La Sonate à Kreutzer (trad. Halpérine)/3

Traduction par Ely Halpérine-Kaminsky.
Flammarion (p. 33-35).


III


J’étais en face de Pozdnychev et je me taisais. J’avais envie de lier conversation avec lui, mais je ne savais comment commencer et, comme il faisait trop sombre pour pouvoir lire, je fermai les yeux et fis semblant de sommeiller. Une heure se passa ainsi, jusqu’à la station prochaine. L’avocat et la dame descendirent, et le commis s’endormit bientôt.

— Ils disent de ces choses ! ils mentent ou ils ne comprennent pas, me dit tout à coup Pozdnychev.

— Hum ! De quoi parlez-vous ?

— Toujours du même sujet.

Il était accoudé sur ses genoux, la tête dans ses deux mains.

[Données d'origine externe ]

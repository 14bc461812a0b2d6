//! Dashboard-side library: typed calls to the backend functions, the QR and
//! phone login flows, settings with a local fallback, and the signed-in
//! identity.

pub mod error;
pub mod functions;
pub mod identity;
pub mod local_store;
pub mod phone_login;
pub mod qr_login;
pub mod settings;

pub use error::{ClientError, ClientResult};
pub use functions::{HttpFunctions, RemoteFunctions, SharedFunctions};
pub use identity::{IdentityStore, StoredUser};
pub use local_store::LocalStore;
pub use phone_login::{PhoneLoginError, PhoneLoginFlow, PhoneLoginState};
pub use qr_login::{QrLoginSession, QrLoginState, QrPollPolicy};
pub use settings::{CachedCredentials, SettingsClient};

#[cfg(test)]
pub(crate) mod testing;
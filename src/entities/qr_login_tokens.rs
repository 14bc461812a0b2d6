use chrono::{DateTime, Utc};
use sea_orm::entity::prelude::*;
use sea_orm::{DeriveActiveEnum, EnumIter};
use serde::{Deserialize, Serialize};
use utoipa::ToSchema;

#[derive(
    Debug, Clone, Copy, Serialize, Deserialize, PartialEq, Eq, ToSchema, DeriveActiveEnum, EnumIter,
)]
#[sea_orm(rs_type = "String", db_type = "String(Some(16))")]
#[serde(rename_all = "snake_case")]
pub enum QrLoginStatus {
    #[sea_orm(string_value = "pending")]
    Pending,
    #[sea_orm(string_value = "completed")]
    Completed,
}

impl std::fmt::Display for QrLoginStatus {
    fn fmt(&self, f: &mut std::fmt::Formatter<'_>) -> std::fmt::Result {
        match self {
            QrLoginStatus::Pending => write!(f, "pending"),
            QrLoginStatus::Completed => write!(f, "completed"),
        }
    }
}

#[derive(Clone, Debug, PartialEq, DeriveEntityModel, Eq)]
#[sea_orm(table_name = "qr_login_tokens")]
pub struct Model {
    #[sea_orm(primary_key, auto_increment = false)]
    pub token: Uuid,
    pub user_id: i64,
    pub status: QrLoginStatus,
    #[sea_orm(column_type = "Text", nullable)]
    pub session_id: Option<String>,
    pub expires_at: DateTime<Utc>,
    pub created_at: Option<DateTime<Utc>>,
    pub completed_at: Option<DateTime<Utc>>,
}

impl Model {
    pub fn is_expired_at(&self, now: DateTime<Utc>) -> bool {
        now >= self.expires_at
    }
}

#[derive(Copy, Clone, Debug, EnumIter, DeriveRelation)]
pub enum Relation {}

impl ActiveModelBehavior for ActiveModel {}
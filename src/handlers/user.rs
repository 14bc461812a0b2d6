use crate::middlewares::current_user_id;
use crate::models::*;
use crate::services::AuthService;
use actix_web::{HttpRequest, HttpResponse, ResponseError, Result, web};
use serde_json::json;

#[utoipa::path(
    get,
    path = "/user/me",
    tag = "user",
    security(
        ("bearer_auth" = [])
    ),
    responses(
        (status = 200, description = "Signed-in user", body = UserResponse),
        (status = 401, description = "Unauthorized"),
        (status = 404, description = "User no longer exists")
    )
)]
pub async fn get_me(auth_service: web::Data<AuthService>, req: HttpRequest) -> Result<HttpResponse> {
    let user_id = match current_user_id(&req) {
        Ok(id) => id,
        Err(e) => return Ok(e.error_response()),
    };

    match auth_service.get_user(user_id).await {
        Ok(user) => Ok(HttpResponse::Ok().json(json!({
            "success": true,
            "data": UserResponse::from(user)
        }))),
        Err(e) => Ok(e.error_response()),
    }
}

pub fn user_config(cfg: &mut web::ServiceConfig) {
    cfg.service(web::scope("/user").route("/me", web::get().to(get_me)));
}
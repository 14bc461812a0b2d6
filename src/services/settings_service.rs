use crate::entities::{telegram_session_entity as sessions, user_settings_entity as user_settings};
use crate::error::AppResult;
use crate::models::UserSettings;
use chrono::Utc;
use sea_orm::{ActiveModelTrait, DatabaseConnection, EntityTrait, IntoActiveModel, Set};

#[derive(Clone)]
pub struct SettingsService {
    pool: DatabaseConnection,
}

impl SettingsService {
    pub fn new(pool: DatabaseConnection) -> Self {
        Self { pool }
    }

    /// Stored settings, or the empty document when the user has none yet.
    pub async fn get_settings(&self, user_id: i64) -> AppResult<UserSettings> {
        let row = user_settings::Entity::find_by_id(user_id)
            .one(&self.pool)
            .await?;
        match row {
            Some(row) => Ok(serde_json::from_str(&row.settings)?),
            None => Ok(UserSettings::default()),
        }
    }

    /// Replaces the whole document. Last write wins.
    pub async fn update_settings(
        &self,
        user_id: i64,
        settings: UserSettings,
    ) -> AppResult<UserSettings> {
        let raw = serde_json::to_string(&settings)?;
        let now = Utc::now();

        match user_settings::Entity::find_by_id(user_id)
            .one(&self.pool)
            .await?
        {
            Some(row) => {
                let mut model = row.into_active_model();
                model.settings = Set(raw);
                model.updated_at = Set(Some(now));
                model.update(&self.pool).await?;
            }
            None => {
                user_settings::ActiveModel {
                    user_id: Set(user_id),
                    settings: Set(raw),
                    updated_at: Set(Some(now)),
                }
                .insert(&self.pool)
                .await?;
            }
        }

        Ok(settings)
    }

    pub async fn set_telegram_enabled(&self, user_id: i64, enabled: bool) -> AppResult<UserSettings> {
        let mut settings = self.get_settings(user_id).await?;
        settings.telegram_integration_enabled = Some(enabled);
        self.update_settings(user_id, settings).await
    }

    /// Drops the stored Telegram session and turns the integration off.
    /// Safe to call when nothing is connected.
    pub async fn disconnect_telegram(&self, user_id: i64) -> AppResult<UserSettings> {
        let removed = sessions::Entity::delete_by_id(user_id)
            .exec(&self.pool)
            .await?
            .rows_affected;
        if removed > 0 {
            log::info!("Removed Telegram session of user {user_id}");
        }
        self.set_telegram_enabled(user_id, false).await
    }
}
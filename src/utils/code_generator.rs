use rand::Rng;

/// Random lowercase hex string of `len` characters (phone code hashes, mock session ids).
pub fn generate_hex_token(len: usize) -> String {
    let mut rng = rand::thread_rng();
    (0..len)
        .map(|_| std::char::from_digit(rng.gen_range(0..16), 16).unwrap_or('0'))
        .collect()
}
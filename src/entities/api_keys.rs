use chrono::{DateTime, Utc};
use sea_orm::entity::prelude::*;

#[derive(Clone, Debug, PartialEq, DeriveEntityModel, Eq)]
#[sea_orm(table_name = "api_keys")]
pub struct Model {
    #[sea_orm(primary_key)]
    pub id: i64,
    pub user_id: i64,
    pub service: String,
    #[sea_orm(column_type = "Text")]
    pub api_key: String,
    pub created_at: Option<DateTime<Utc>>,
    pub updated_at: Option<DateTime<Utc>>,
}

#[derive(Copy, Clone, Debug, EnumIter, DeriveRelation)]
pub enum Relation {}

impl ActiveModelBehavior for ActiveModel {}
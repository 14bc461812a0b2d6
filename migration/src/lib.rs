pub use sea_orm_migration::prelude::*;

mod m20260301_000001_initial;
mod m20260301_000002_add_telegram_tables;

pub struct Migrator;

#[async_trait::async_trait]
impl MigratorTrait for Migrator {
    fn migrations() -> Vec<Box<dyn MigrationTrait>> {
        vec![
            Box::new(m20260301_000001_initial::Migration),
            Box::new(m20260301_000002_add_telegram_tables::Migration),
        ]
    }
}
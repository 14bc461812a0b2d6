pub mod google;
pub mod telegram;

pub use google::*;
pub use telegram::{
    ApiCredentials, MessageSource, ResolvedPeer, SharedGateway, SharedMessageSource,
    TelegramError, TelegramGateway, build_telegram,
};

— Amour ! mariage ! famille !… Mensonge, triple mensonge !

Il se leva, tira le rideau de la lampe, se coucha en s’accoudant sur les coussins ; et il ferma les yeux.

— Ma société ne doit guère vous plaire, maintenant que vous me connaissez.

— Oh ! Monsieur…

— Vous ne voulez pas dormir ?

— Non, je ne suis point fatigué.

— En ce cas… vous pouvez entendre mon histoire.

Un controleur passa à ce moment. Pozdnychev l’accompagna d’un regard irrité et commença dès qu’il eut disparu. Puis, tout le temps que dura son récit, il ne s’interrompit plus, même à l’entrée de nouveaux voyageurs.

Pendant qu’il parlait, son visage changea plusieurs fois si complètement que chaque fois il ne paraissait plus le même.

Ses yeux, sa bouche, sa barbe même avaient un autre air. C’était une nouvelle physionomie, belle et touchante. Ces changements se produisaient dans la demi-obscurité. Cela durait cinq minutes, puis, subitement, sans que j’aie pu me l’expliquer, une expression différente venait se greffer sur les anciens traits.